T.J. KIRKPATRICK/The New York Times
Times have changed. The old idea of keeping precious keepsakes so you can hand them down to your children appears to be a thing of the past. Why, you ask yourself? It’s a new generation. Children today are moving around more frequently and some prefer smaller-home city living. It’s also much easier to buy cheap lightweight furniture online and have it delivered. Think about all the times you moved that heavy curio. Your kids don’t want to be doing that!
So what do you do now? “Have a plan, look five years down the road, or 10 years down the road. Ask yourself, what don’t you really need. Where do you see yourself?” advises Karen Wiley of Smooth Transitions of Kansas City. She worked in hospice care for 16 years and saw firsthand the need for people to begin this process early.
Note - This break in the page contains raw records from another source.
fn print_value(format: OutputFormat, value: &impl serde::Serialize, text: impl FnOnce() -> String) {
    match format {
        OutputFormat::Text => println!("{}", text()),
        OutputFormat::Json => match serde_json::to_string_pretty(value) {
            Ok(s) => println!("{s}"),
            Err(e) => eprintln!("ERROR: serializing output: {e}"),
        },
    }
}

fn load_config(cli: &Cli) -> anyhow::Result<Config> {
    Config::load(cli.config.as_std_path())
        .with_context(|| format!("loading configuration from {}", cli.config))
}

fn open_server(config: &Config, server: &str) -> anyhow::Result<(Catalog, ServerConfig)> {
    let name = ServerName::from(server);
    let server_config = config
        .server(&name)
        .map_err(|e| anyhow!(e))
        .with_context(|| format!("unknown server {server:?}"))?
        .clone();
    let home = camino::Utf8PathBuf::from_path_buf(config.barman_home.clone())
        .map_err(|p| anyhow!("barman_home {p:?} is not valid UTF-8"))?;
    let catalog = Catalog::open(home, name);
    catalog.ensure_skeleton().map_err(CoreError::Catalog)?;
    Ok((catalog, server_config))
}

/// Stands in for a real client connection to the managed database, per
/// spec.md §1's "transport tools are pluggable drivers, not this crate's
/// job" boundary: every operation that would require one fails cleanly
/// instead of silently doing nothing.
struct UnconfiguredConnection;

#[async_trait::async_trait]
impl ManagementConnection for UnconfiguredConnection {
    async fn begin_backup(&self, _immediate_checkpoint: bool) -> barman_core::Result<base_backup::BeginBackupInfo> {
        Err(unconfigured())
    }
    async fn end_backup(&self) -> barman_core::Result<base_backup::EndBackupInfo> {
        Err(unconfigured())
    }
    async fn data_directory(&self) -> barman_core::Result<(String, Vec<barman_catalog::Tablespace>)> {
        Err(unconfigured())
    }
    async fn system_info(&self) -> barman_core::Result<(String, String)> {
        Err(unconfigured())
    }
    async fn trigger_primary_wal_switch(&self, _checkpoint_timeout: Duration) -> barman_core::Result<()> {
        Err(unconfigured())
    }
}

fn unconfigured() -> CoreError {
    CoreError::Catalog(BarmanError::Unsupported(
        "no management connection is configured for this build; plug in a real client via \
         ManagementConnection before running live backups"
            .to_string(),
    ))
}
The biggest advice: Don’t wait until you get into an emergency situation to start the process of clearing out your home. While it may be difficult for you — and uncomfortable for your kids to bring up — it’s something everyone should talk about.
Wiley has some recommendations for parents and children. Make sure the discussion happens in a relaxed environment and not when emotions are running high, or during a family disagreement.
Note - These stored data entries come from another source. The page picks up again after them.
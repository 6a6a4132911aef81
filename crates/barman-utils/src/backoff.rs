//! Retry and exponential backoff helpers.
//!
//! `retry` mirrors the shape of `utils::backoff::retry` that
//! `safekeeper::wal_backup` calls into: run a fallible async operation up to
//! `max_attempts` times, sleeping between attempts, and give up once a
//! predicate says the error is not worth retrying.
//!
//! `ExponentialBackoff` implements the Streamer Supervisor's restart policy
//! from spec.md §4.3: base 1s, cap 60s, reset after 5 minutes healthy.

use std::time::Duration;

use rand::Rng;
use tracing::warn;

/// Retry `op` up to `max_attempts` times (including the first try), with a
/// delay of `base_delay_ms * 2^attempt` capped at `max_delay_ms` between
/// attempts. `should_stop` inspects an error and returns `true` if retrying
/// is pointless (e.g. a permanent/persistent failure) — in which case the
/// error is returned immediately without using up the remaining budget.
pub async fn retry<T, E, F, Fut, Stop>(
    mut op: F,
    should_stop: Stop,
    max_attempts: u32,
    base_delay_ms: u64,
    max_delay_ms: u64,
    description: &str,
) -> Result<T, E>
where
    F: FnMut() -> Fut,
    Fut: std::future::Future<Output = Result<T, E>>,
    Stop: Fn(&E) -> bool,
    E: std::fmt::Display,
{
    let mut attempt = 0u32;
    loop {
        match op().await {
            Ok(v) => return Ok(v),
            Err(e) if attempt + 1 >= max_attempts || should_stop(&e) => {
                return Err(e);
            }
            Err(e) => {
                let delay = base_delay_ms
                    .saturating_mul(1u64 << attempt.min(32))
                    .min(max_delay_ms);
                warn!(
                    "{description} failed (attempt {}/{}): {e}, retrying in {delay}ms",
                    attempt + 1,
                    max_attempts
                );
                tokio::time::sleep(Duration::from_millis(delay)).await;
                attempt += 1;
            }
        }
    }
}

/// Exponential backoff with a healthy-reset window, used by the WAL
/// Streamer Supervisor to schedule restarts of a crashed receiver process.
#[derive(Debug, Clone)]
pub struct ExponentialBackoff {
    base: Duration,
    cap: Duration,
    reset_after: Duration,
    attempt: u32,
    last_failure: Option<std::time::Instant>,
}

impl ExponentialBackoff {
    pub fn new(base: Duration, cap: Duration, reset_after: Duration) -> Self {
        ExponentialBackoff {
            base,
            cap,
            reset_after,
            attempt: 0,
            last_failure: None,
        }
    }

    /// Policy matching spec.md §4.3: base 1s, cap 60s, reset after 5 minutes.
    pub fn streamer_default() -> Self {
        Self::new(
            Duration::from_secs(1),
            Duration::from_secs(60),
            Duration::from_secs(5 * 60),
        )
    }

    /// Record a failure and return how long to wait before the next
    /// restart attempt. Applies equal jitter (half the computed delay,
    /// plus a random amount up to the other half) so a fleet of
    /// supervisors that failed together don't all restart in lockstep.
    pub fn next_delay(&mut self) -> Duration {
        if let Some(last) = self.last_failure {
            if last.elapsed() >= self.reset_after {
                self.attempt = 0;
            }
        }
        let max_delay = self
            .base
            .saturating_mul(1u32.checked_shl(self.attempt).unwrap_or(u32::MAX))
            .min(self.cap);
        self.attempt = self.attempt.saturating_add(1);
        self.last_failure = Some(std::time::Instant::now());

        let half_ms = (max_delay.as_millis() / 2) as u64;
        let jitter_ms = if half_ms > 0 { rand::thread_rng().gen_range(0..=half_ms) } else { 0 };
        Duration::from_millis(half_ms + jitter_ms)
    }

    /// Call after a sustained period of health to allow the backoff to
    /// reset proactively (rather than only on the next failure).
    pub fn note_healthy_since(&mut self, healthy_for: Duration) {
        if healthy_for >= self.reset_after {
            self.attempt = 0;
            self.last_failure = None;
        }
    }
}

#[cfg(test)]
mod tests {
    use super::*;

    #[tokio::test]
    async fn retry_succeeds_eventually() {
        let mut calls = 0;
        let result: Result<(), &str> = retry(
            || {
                calls += 1;
                async move {
                    if calls < 3 {
                        Err("transient")
                    } else {
                        Ok(())
                    }
                }
            },
            |_| false,
            5,
            1,
            2,
            "test op",
        )
        .await;
        assert!(result.is_ok());
        assert_eq!(calls, 3);
    }

    #[tokio::test]
    async fn retry_stops_on_permanent_error() {
        let mut calls = 0;
        let result: Result<(), &str> = retry(
            || {
                calls += 1;
                async move { Err("permanent") }
            },
            |e| *e == "permanent",
            5,
            1,
            2,
            "test op",
        )
        .await;
        assert!(result.is_err());
        assert_eq!(calls, 1);
    }

    #[test]
    fn exponential_backoff_caps_and_grows() {
        let mut b = ExponentialBackoff::new(
            Duration::from_millis(10),
            Duration::from_millis(40),
            Duration::from_secs(300),
        );
        // Jittered, so only the bounds are checked: each delay sits in
        // [half the uncapped exponential step, the step itself].
        let d1 = b.next_delay();
        assert!(d1 >= Duration::from_millis(5) && d1 <= Duration::from_millis(10));
        let d2 = b.next_delay();
        assert!(d2 >= Duration::from_millis(10) && d2 <= Duration::from_millis(20));
        let d3 = b.next_delay();
        assert!(d3 >= Duration::from_millis(20) && d3 <= Duration::from_millis(40));
        let d4 = b.next_delay();
        assert!(d4 >= Duration::from_millis(20) && d4 <= Duration::from_millis(40));
    }
}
If you don’t want certain items, explain to your mom and dad that while they bring back a lot of good memories, you don’t live in the kind of world where you’re going to need their things.
Let your parents know the material items will be in your heart forever. You don’t need the china to remember all the great dinners.
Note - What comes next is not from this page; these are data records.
//! Cross-module scenarios that no single module's unit tests exercise on
//! their own: a full backup followed by archiving, retention, and
//! recovery planning against the same catalog.

use std::collections::HashMap;

use barman_catalog::{BackupMethod, Catalog, HookConfig, ReuseBackup, ServerConfig, Tablespace};
use barman_core::base_backup::{self, BackupOptions, BeginBackupInfo, EndBackupInfo, ManagementConnection};
use barman_core::recovery::{self, RecoveryOptions, RecoveryTarget};
use barman_core::retention::{self, RetentionPolicy};
use barman_core::wal_archiver::{self, ArchiverOptions};
use barman_utils::{BackupIdOrAlias, Lsn, ServerName};

struct FakeConn {
    pgdata: camino::Utf8PathBuf,
}

#[async_trait::async_trait]
impl ManagementConnection for FakeConn {
    async fn begin_backup(&self, _immediate_checkpoint: bool) -> barman_core::Result<BeginBackupInfo> {
        Ok(BeginBackupInfo {
            begin_lsn: Lsn(100),
            begin_wal: "000000010000000000000001".to_string(),
            begin_time: chrono::Utc::now().naive_utc(),
            timeline: 1,
        })
    }
    async fn end_backup(&self) -> barman_core::Result<EndBackupInfo> {
        Ok(EndBackupInfo {
            end_lsn: Lsn(200),
            end_wal: "000000010000000000000001".to_string(),
            end_time: chrono::Utc::now().naive_utc(),
        })
    }
    async fn data_directory(&self) -> barman_core::Result<(String, Vec<Tablespace>)> {
        Ok((self.pgdata.to_string(), Vec::new()))
    }
    async fn system_info(&self) -> barman_core::Result<(String, String)> {
        Ok(("16.2".to_string(), "7000000000000000000".to_string()))
    }
}

fn catalog_in(dir: &std::path::Path) -> Catalog {
    let home = camino::Utf8PathBuf::from_path_buf(dir.to_path_buf()).unwrap();
    let cat = Catalog::open(home, ServerName::from("main"));
    cat.ensure_skeleton().unwrap();
    cat
}

fn default_config(home: &str) -> ServerConfig {
    ServerConfig {
        name: ServerName::from("main"),
        description: None,
        conninfo: None,
        streaming_conninfo: None,
        primary_conninfo: None,
        backup_method: BackupMethod::RsyncLike,
        archiver: true,
        streaming_archiver: false,
        retention_policy: None,
        minimum_redundancy: 0,
        compression: None,
        reuse_backup: ReuseBackup::Off,
        parallel_jobs: 2,
        parallel_jobs_start_batch_size: 10,
        parallel_jobs_start_batch_period: 1,
        basebackup_retry_times: 1,
        basebackup_retry_sleep: 1,
        immediate_checkpoint: false,
        bandwidth_limit: None,
        network_compression: false,
        primary_checkpoint_timeout: 30,
        autogenerate_manifest: false,
        staging_path: None,
        active: true,
        passive: false,
        hooks: HookConfig::default(),
        home: home.to_string(),
        last_backup_maximum_age: None,
        last_backup_minimum_size: None,
    }
}

fn make_pgdata() -> tempfile::TempDir {
    let dir = tempfile::tempdir().unwrap();
    std::fs::write(dir.path().join("PG_VERSION"), b"16").unwrap();
    std::fs::create_dir_all(dir.path().join("base").join("1")).unwrap();
    std::fs::write(dir.path().join("base").join("1").join("16384"), b"row bytes").unwrap();
    dir
}

/// A backup runs, its WALs land in the archive, retention keeps only the
/// newest of two full backups, and the survivor still has a working
/// recovery plan afterwards.
#[tokio::test]
async fn backup_archive_retention_and_recovery_pipeline() {
    let barman_dir = tempfile::tempdir().unwrap();
    let cat = catalog_in(barman_dir.path());
    let config = default_config(&cat.paths.home.to_string());

    let pgdata = make_pgdata();
    let conn = FakeConn {
        pgdata: camino::Utf8PathBuf::from_path_buf(pgdata.path().to_path_buf()).unwrap(),
    };

    let first = base_backup::run_backup(&cat, &config, &conn, BackupOptions::default())
        .await
        .unwrap();
    assert_eq!(first.status, barman_catalog::BackupStatus::Done);

    // A second backup's begin/end WAL segments are what the archiver and
    // retention's WAL-pruning step below both need present in xlog.db.
    std::fs::write(
        cat.paths.incoming_dir().join("000000010000000000000001").as_std_path(),
        b"segment-1",
    )
    .unwrap();
    let archived = wal_archiver::archive_wal(&cat, ArchiverOptions::default()).await.unwrap();
    assert_eq!(archived.installed, vec!["000000010000000000000001".to_string()]);

    let second = base_backup::run_backup(&cat, &config, &conn, BackupOptions::default())
        .await
        .unwrap();
    assert_eq!(second.status, barman_catalog::BackupStatus::Done);
    assert_ne!(first.backup_id, second.backup_id);

    let now = chrono::Utc::now().naive_utc();
    let plan = retention::evaluate(&cat, Some(RetentionPolicy::Redundancy(1)), 0, |_| None, now).unwrap();
    let obsolete = plan.obsolete_ids();
    assert_eq!(obsolete, vec![first.backup_id]);

    let deleted = retention::enforce(&cat, &config.hooks, &plan).unwrap();
    assert_eq!(deleted, vec![first.backup_id]);
    assert!(cat.read_backup(first.backup_id).is_err());
    assert!(cat.read_backup(second.backup_id).is_ok());

    let destination = tempfile::tempdir().unwrap();
    let recovery_plan = recovery::build_plan(
        &cat,
        BackupIdOrAlias::Id(second.backup_id),
        RecoveryOptions {
            target: RecoveryTarget::Latest,
            destination: destination.path().to_string_lossy().to_string(),
            remote_staging_path: None,
            tablespace_relocations: HashMap::new(),
            target_inclusive: true,
        },
    )
    .unwrap();
    recovery::execute(&cat, &config, &recovery_plan).await.unwrap();

    assert!(destination.path().join("PG_VERSION").exists());
    assert!(destination.path().join("base").join("1").join("16384").exists());
}

/// Recovering an incremental backup overlays both layers onto the
/// destination, newer files winning where both chains touch the same path.
#[tokio::test]
async fn recovery_overlays_incremental_chain_in_order() {
    let barman_dir = tempfile::tempdir().unwrap();
    let cat = catalog_in(barman_dir.path());
    let config = default_config(&cat.paths.home.to_string());

    let base_pgdata = make_pgdata();
    let base_conn = FakeConn {
        pgdata: camino::Utf8PathBuf::from_path_buf(base_pgdata.path().to_path_buf()).unwrap(),
    };
    let full = base_backup::run_backup(&cat, &config, &base_conn, BackupOptions::default())
        .await
        .unwrap();

    let incr_pgdata = tempfile::tempdir().unwrap();
    std::fs::write(incr_pgdata.path().join("PG_VERSION"), b"16").unwrap();
    std::fs::create_dir_all(incr_pgdata.path().join("base").join("1")).unwrap();
    std::fs::write(incr_pgdata.path().join("base").join("1").join("16384"), b"updated row").unwrap();
    std::fs::write(incr_pgdata.path().join("base").join("1").join("16385"), b"new row").unwrap();
    let incr_conn = FakeConn {
        pgdata: camino::Utf8PathBuf::from_path_buf(incr_pgdata.path().to_path_buf()).unwrap(),
    };
    let incr_options = BackupOptions {
        incremental_parent: Some(full.backup_id),
        ..BackupOptions::default()
    };
    let incremental = base_backup::run_backup(&cat, &config, &incr_conn, incr_options)
        .await
        .unwrap();
    assert_eq!(incremental.parent_backup_id, Some(full.backup_id));

    let destination = tempfile::tempdir().unwrap();
    let plan = recovery::build_plan(
        &cat,
        BackupIdOrAlias::Id(incremental.backup_id),
        RecoveryOptions {
            target: RecoveryTarget::Latest,
            destination: destination.path().to_string_lossy().to_string(),
            remote_staging_path: None,
            tablespace_relocations: HashMap::new(),
            target_inclusive: true,
        },
    )
    .unwrap();
    assert_eq!(plan.chain.backups.len(), 2);
    recovery::execute(&cat, &config, &plan).await.unwrap();

    let row = std::fs::read(destination.path().join("base").join("1").join("16384")).unwrap();
    assert_eq!(row, b"updated row");
    let new_row = std::fs::read(destination.path().join("base").join("1").join("16385")).unwrap();
    assert_eq!(new_row, b"new row");
}

/// `put-wal`'s checksum-validated stream feeds the same archival path
/// `archive-wal` uses, landing in `xlog.db` identically either way.
#[tokio::test]
async fn put_wal_stream_archives_through_the_normal_path() {
    use sha2::{Digest, Sha256};

    let barman_dir = tempfile::tempdir().unwrap();
    let cat = catalog_in(barman_dir.path());

    let data = b"wal segment payload";
    let mut buf = Vec::new();
    {
        let mut builder = tar::Builder::new(&mut buf);
        let mut header = tar::Header::new_gnu();
        header.set_size(data.len() as u64);
        header.set_cksum();
        builder
            .append_data(&mut header, "000000010000000000000007", &data[..])
            .unwrap();

        let checksum = hex::encode(Sha256::digest(data));
        let manifest = format!("{checksum}  000000010000000000000007\n");
        let mut mheader = tar::Header::new_gnu();
        mheader.set_size(manifest.len() as u64);
        mheader.set_cksum();
        builder.append_data(&mut mheader, "SHA256SUMS", manifest.as_bytes()).unwrap();
        builder.finish().unwrap();
    }

    let files = wal_archiver::validate_put_wal_stream(buf.as_slice()).unwrap();
    assert_eq!(files.len(), 1);
    for (name, bytes) in files {
        std::fs::write(cat.paths.incoming_dir().join(&name).as_std_path(), &bytes).unwrap();
    }

    let report = wal_archiver::archive_wal(&cat, ArchiverOptions::default()).await.unwrap();
    assert_eq!(report.installed, vec!["000000010000000000000007".to_string()]);
    assert_eq!(cat.all_wals().unwrap().len(), 1);
}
Reassure your parents that you not taking the items has no bearing on the love you have for them.
It’s never too early to start getting rid of stuff. You can even do several cycles of clearing out your home, so it’s not so much all at once.
If there are a few items you really want to keep in the family, explain that to your children and the reasoning behind it. Understand they can’t keep everything.
Just because your child doesn’t want something for sentimental value, it doesn’t mean they don’t love you.
Once you and your family make the decision to begin clearing out your home, there are some things to consider.
How much to charge?
“Price off demand, not your heart,” Wiley says. While you may have paid a lot of money back in the day for something, it might not be worth the same now. Also, just because something is special to you, doesn’t mean it’s worth more to others.
Where to sell it?
Estate sales are an option. There are also companies that specialize in downsizing for seniors and will handle the entire process, however you like. Craigslist and Facebook Marketplace are options, too. It’s really something to decide on a case-by-case basis. Wiley recommends that if you are in a vulnerable state, don’t let buyers into your home unless other family members are there with you.
If you do decide to have some sort of estate or yard sale, consider whether you should be present. While some might want to see who buys their cherished items, the emotional impact may be too much for others.
In the end, whether you’re a parent or a child, it’s important to realize that different people need different things.